A major Chinese botnet called Quad7 is being used to launch password spray attacks on organizations in the West, Microsoft experts have warned.
In a new reportAccording to company researchers, the group, dubbed Storm-0940, then uses the passwords to achieve persistence, steal even more credentials, and ultimately engage in more disruptive cyberattacks.
The end goal of the campaign is most likely espionage, Microsoft believes, as targets include think tanks, government organizations, non-governmental organizations, law firms, defense industrial bases and more.
Targeted at SOHO routers
“Specifically, Microsoft observed the Chinese threat actor Storm-0940 using credentials from CovertNetwork-1658,” the report states, adding that the group was extra careful not to be spotted.
“In these campaigns, CovertNetwork-1658 sends a very small number of login attempts to many accounts at a target organization,” it said. “In approximately 80 percent of cases, CovertNetwork-1658 makes only one login attempt per account per day.”
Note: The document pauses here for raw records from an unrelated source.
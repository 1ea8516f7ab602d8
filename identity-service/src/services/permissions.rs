//! Effective-permission resolution.

use std::collections::BTreeSet;

use identity_core::error::IdentityError;
use uuid::Uuid;

use crate::graph::RoleIndex;
use crate::models::TenantType;
use crate::store::Database;

/// Permissions grantable at the platform root.
pub const SYSTEM_PERMISSIONS: &[&str] = &[
    "Bookings.Manage",
    "Bookings.View",
    "Branches.Edit",
    "Branches.View",
    "Brands.Edit",
    "Brands.ManageBranches",
    "Brands.View",
    "Customers.Manage",
    "Customers.View",
    "Reports.View",
    "Staff.Manage",
    "Staff.View",
    "System.ManageModules",
    "System.ManageRoles",
    "System.ManageTenants",
    "Users.Manage",
];

/// Permissions grantable to brand-level roles.
pub const BRAND_PERMISSIONS: &[&str] = &[
    "Bookings.Manage",
    "Bookings.View",
    "Branches.Edit",
    "Branches.View",
    "Brands.Edit",
    "Brands.ManageBranches",
    "Brands.View",
    "Customers.Manage",
    "Customers.View",
    "Reports.View",
    "Staff.Manage",
    "Staff.View",
];

/// Permissions grantable to branch-level roles and below.
pub const BRANCH_PERMISSIONS: &[&str] = &[
    "Bookings.Manage",
    "Bookings.View",
    "Branches.Edit",
    "Branches.View",
    "Customers.Manage",
    "Customers.View",
    "Staff.View",
];

/// The permissions a role scoped to the given tenant type may carry.
pub fn allowed_permissions_for(tenant_type: TenantType) -> &'static [&'static str] {
    match tenant_type {
        TenantType::System => SYSTEM_PERMISSIONS,
        TenantType::Brand => BRAND_PERMISSIONS,
        TenantType::Branch
        | TenantType::Department
        | TenantType::Team
        | TenantType::Project
        | TenantType::Custom => BRANCH_PERMISSIONS,
    }
}

/// Resolves the effective permission set a user holds in a tenant.
#[derive(Clone)]
pub struct PermissionResolver {
    db: Database,
}

impl PermissionResolver {
    pub fn new(db: Database) -> Self {
        Self { db }
    }

    /// Load the full role graph into an in-memory index.
    pub async fn load_role_index(&self) -> Result<RoleIndex, IdentityError> {
        let roles = self.db.find_all_roles().await?;
        let permissions = self.db.find_all_role_permissions().await?;
        Ok(RoleIndex::from_rows(roles, permissions))
    }

    /// The union of permissions across the user's active roles in a tenant,
    /// including inherited role permissions. When `tenant_id` is None, or the
    /// user has no membership in the named tenant, system-wide memberships
    /// apply instead. A user with no applicable roles resolves to an empty
    /// set rather than an error.
    pub async fn resolve(
        &self,
        user_id: Uuid,
        tenant_id: Option<Uuid>,
    ) -> Result<BTreeSet<String>, IdentityError> {
        let index = self.load_role_index().await?;
        self.resolve_with_index(&index, user_id, tenant_id).await
    }

    /// Same as [`resolve`](Self::resolve) but reuses a caller-held role
    /// index, for flows that resolve permissions more than once.
    pub async fn resolve_with_index(
        &self,
        index: &RoleIndex,
        user_id: Uuid,
        tenant_id: Option<Uuid>,
    ) -> Result<BTreeSet<String>, IdentityError> {
        let memberships = match tenant_id {
            Some(tenant_id) => {
                let scoped = self
                    .db
                    .find_active_memberships_in_tenant(user_id, tenant_id)
                    .await?;
                if scoped.is_empty() {
                    self.db.find_system_memberships(user_id).await?
                } else {
                    scoped
                }
            }
            None => self.db.find_system_memberships(user_id).await?,
        };

        let role_ids: Vec<Uuid> = memberships
            .iter()
            .filter(|m| {
                index
                    .get(m.role_id)
                    .map(|r| r.is_usable())
                    .unwrap_or(false)
            })
            .map(|m| m.role_id)
            .collect();

        Ok(index.union_permissions(&role_ids))
    }

}

#[cfg(test)]
mod tests {
    use super::*;

    #[test]
    fn brand_allow_list_is_subset_of_system() {
        for p in BRAND_PERMISSIONS {
            assert!(SYSTEM_PERMISSIONS.contains(p), "missing {}", p);
        }
    }

    #[test]
    fn branch_allow_list_is_subset_of_brand() {
        for p in BRANCH_PERMISSIONS {
            assert!(BRAND_PERMISSIONS.contains(p), "missing {}", p);
        }
    }

    #[test]
    fn sub_brand_types_share_the_branch_allow_list() {
        assert_eq!(
            allowed_permissions_for(TenantType::Department),
            BRANCH_PERMISSIONS
        );
        assert_eq!(allowed_permissions_for(TenantType::Team), BRANCH_PERMISSIONS);
        assert_eq!(
            allowed_permissions_for(TenantType::Custom),
            BRANCH_PERMISSIONS
        );
    }

    #[test]
    fn system_allow_list_covers_administration() {
        assert!(SYSTEM_PERMISSIONS.contains(&"System.ManageTenants"));
        assert!(SYSTEM_PERMISSIONS.contains(&"System.ManageRoles"));
        assert!(!BRAND_PERMISSIONS.contains(&"System.ManageTenants"));
    }
}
But once a hit is made, Storm-0940 closes in to further endanger the target. Microsoft even said that in some cases the infiltration occurred the same day the passwords were guessed. Storm-0940’s first step was to dump credentials and install RATs and proxies for persistence.
Quad7 is a fairly well-known botnet. In late September 2024, we reported that the botnet had added new features and expanded its attack surface. It was first noticed by a researcher alias Gi7w0rm and experts from Sekoia, when it only targeted TP-Link routers. However, in the following weeks, Quad7 (so named for targeting port 7777) expanded to ASUS routers, and has now been spotted on Zyxel VPN endpoints, Ruckus wireless routers, and Axentra media servers.
The attackers built custom malware to compromise these endpoints, targeting different clusters. Each cluster is a variant of *login, with Ruckus, for example, having the cluster ‘rlogin’. Other clusters include xlogin, alogin, axlogin and zylogin. Some clusters are relatively large and contain thousands of assimilated devices. Others are smaller and count only two infections.